Transcatheter aortic valve replacement (TAVR) has become a standard treatment for patients with aortic stenosis (AS) at prohibitive, high, and intermediate risk for surgical aortic valve replacement (1–3). Many predictive risk models have been used to help determine not only the ability of a patient to successfully undergo TAVR but also to receive benefit from the procedure. Those benefits include prolongation of life, improved quality of life, or ideally both. The most common models used to assess procedural risk include the Society of Thoracic Surgeons Predicted Risk of Mortality, the Logistic EuroSCORE, and the EuroSCORE II (4–6). These algorithms for predicting procedural mortality were developed and validated in patients undergoing surgical operations and thus have limited applicability and accuracy in TAVR populations. A TAVR-specific risk algorithm has been developed from the Society of Thoracic Surgeons/American College of Cardiology Transcatheter Valve Therapy Registry but has had limited application and validation to date. All of these risk prediction algorithms are for in-hospital or 30-day mortality post-procedure.
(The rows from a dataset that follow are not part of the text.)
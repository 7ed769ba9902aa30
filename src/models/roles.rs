use sea_orm::entity::prelude::*;
use serde::{Deserialize, Serialize};
use std::collections::BTreeSet;

/// The two mutually exclusive dashboard experiences a user can hold.
#[derive(
    Debug,
    Clone,
    Copy,
    PartialEq,
    Eq,
    PartialOrd,
    Ord,
    Hash,
    Serialize,
    Deserialize,
    EnumIter,
    DeriveActiveEnum,
)]
#[sea_orm(rs_type = "String", db_type = "String(StringLen::None)")]
#[serde(rename_all = "lowercase")]
pub enum Role {
    #[sea_orm(string_value = "client")]
    Client,
    #[sea_orm(string_value = "creator")]
    Creator,
}

impl Role {
    pub const ALL: [Role; 2] = [Role::Client, Role::Creator];

    pub fn as_str(&self) -> &'static str {
        match self {
            Role::Client => "client",
            Role::Creator => "creator",
        }
    }
}

/// Roles currently held by a user, in a stable order.
pub type RoleSet = BTreeSet<Role>;

/// SeaORM entity for the `user_roles` table.
#[derive(Clone, Debug, PartialEq, Eq, DeriveEntityModel, Serialize, Deserialize)]
#[sea_orm(table_name = "user_roles")]
pub struct Model {
    #[sea_orm(primary_key, auto_increment = false)]
    pub id: Uuid,
    pub user_id: Uuid,
    pub role: Role,
    pub created_at: DateTimeUtc,
}

#[derive(Copy, Clone, Debug, EnumIter, DeriveRelation)]
pub enum Relation {
    #[sea_orm(
        belongs_to = "super::users::Entity",
        from = "Column::UserId",
        to = "super::users::Column::Id"
    )]
    User,
}

impl Related<super::users::Entity> for Entity {
    fn to() -> RelationDef {
        Relation::User.def()
    }
}

impl ActiveModelBehavior for ActiveModel {}

// ── DTOs ──

#[derive(Debug, Clone, Deserialize)]
pub struct EnableRole {
    pub role: Role,
}

#[derive(Debug, Clone, Serialize)]
pub struct RolesResponse {
    pub roles: Vec<Role>,
}

impl From<&RoleSet> for RolesResponse {
    fn from(set: &RoleSet) -> Self {
        Self {
            roles: set.iter().copied().collect(),
        }
    }
}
For TAVR currently, the 30-day procedural mortality has decreased significantly now approaching 1% in clinical trials and less than 4% in clinical practice (7).
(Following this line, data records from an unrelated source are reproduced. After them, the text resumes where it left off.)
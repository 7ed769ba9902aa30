#![allow(dead_code)]

use chrono::Utc;
use jsonwebtoken::{Algorithm, EncodingKey, Header, encode};
use migration::{Migrator, MigratorTrait};
use sea_orm::{
    ActiveModelTrait, ColumnTrait, ConnectOptions, Database, DatabaseConnection, EntityTrait,
    PaginatorTrait, QueryFilter, Set,
};
use uuid::Uuid;

use craftlink_backend::auth::jwt::{Claims, UserMetadata};
use craftlink_backend::db::roles as role_db;
use craftlink_backend::models::roles::{self, Role};
use craftlink_backend::models::users;

/// Fake HS256 secret. Real project secrets never belong in tests.
pub const TEST_SECRET: &str = "test-secret-at-least-256-bits-long-for-hs256-xxxxxxx";

/// Fresh in-memory SQLite database with every migration applied.
pub async fn test_db() -> DatabaseConnection {
    let mut options = ConnectOptions::new("sqlite::memory:");
    options
        .max_connections(1)
        .min_connections(1)
        .sqlx_logging(false);

    let db = Database::connect(options)
        .await
        .expect("Failed to open in-memory SQLite");
    Migrator::up(&db, None)
        .await
        .expect("Failed to run migrations");
    db
}

pub async fn seed_user(db: &DatabaseConnection, name: &str) -> Uuid {
    let id = Uuid::new_v4();
    users::ActiveModel {
        id: Set(id),
        email: Set(Some(format!("{name}-{id}@example.com"))),
        phone: Set(None),
        display_name: Set(Some(name.to_string())),
        avatar_url: Set(None),
        auth_provider: Set("email".to_string()),
        created_at: Set(Utc::now()),
        updated_at: Set(None),
    }
    .insert(db)
    .await
    .expect("Failed to seed user");
    id
}

pub async fn seed_user_with_roles(db: &DatabaseConnection, name: &str, roles: &[Role]) -> Uuid {
    let id = seed_user(db, name).await;
    for role in roles {
        role_db::ensure_role(db, id, *role)
            .await
            .expect("Failed to seed role");
    }
    id
}

/// Raw role rows for a user, duplicates included.
pub async fn count_role_rows(db: &DatabaseConnection, user_id: Uuid) -> u64 {
    roles::Entity::find()
        .filter(roles::Column::UserId.eq(user_id))
        .count(db)
        .await
        .expect("Failed to count roles")
}

/// Mint a JWT signed with HS256 using the test secret.
pub fn mint_test_token(sub: &str, email: &str, full_name: &str) -> String {
    let now = Utc::now().timestamp() as usize;

    let claims = Claims {
        sub: sub.to_string(),
        exp: now + 3600,
        iat: Some(now),
        iss: Some("https://example.supabase.co/auth/v1".to_string()),
        email: Some(email.to_string()),
        phone: None,
        role: Some("authenticated".to_string()),
        app_metadata: None,
        user_metadata: Some(UserMetadata {
            full_name: Some(full_name.to_string()),
            name: None,
            avatar_url: Some("https://example.com/avatar.png".to_string()),
            picture: None,
            email: Some(email.to_string()),
            email_verified: Some(true),
        }),
    };

    encode(
        &Header::new(Algorithm::HS256),
        &claims,
        &EncodingKey::from_secret(TEST_SECRET.as_bytes()),
    )
    .expect("Failed to encode test JWT")
}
Therefore, the focus of clinicians is now appropriately shifting toward identification of those patients who despite undergoing a successful procedure do not receive benefit from the correction of their AS. These patients have been characterized as dying with AS but not from AS. Current 1-year mortality is 26% meaning that 1 of 4 patients who received a TAVR valve are dead within 1 year (8). Can one accurately predict who are those patients that despite having survived TAVR will not be alive 1 year later (i.e., futility)? Numerous patient comorbidities have been identified as predictors of increased mortality and/or lack of improvement in quality of life at 1 year or longer post-procedure including oxygen-dependent chronic lung disease, chronic renal insufficiency especially when dialysis dependent, severe concomitant tricuspid regurgitation, and advanced stages of frailty among others (8). Clinical decision-making regarding recommendation for a patient to undergo a procedure is based on these factors and clinical judgement sometimes termed “the eyeball test.” It would help clinicians to have an objective, reproducible, and readily available tool that accurately predicts long-term outcomes that could serve as a decision aid in practice.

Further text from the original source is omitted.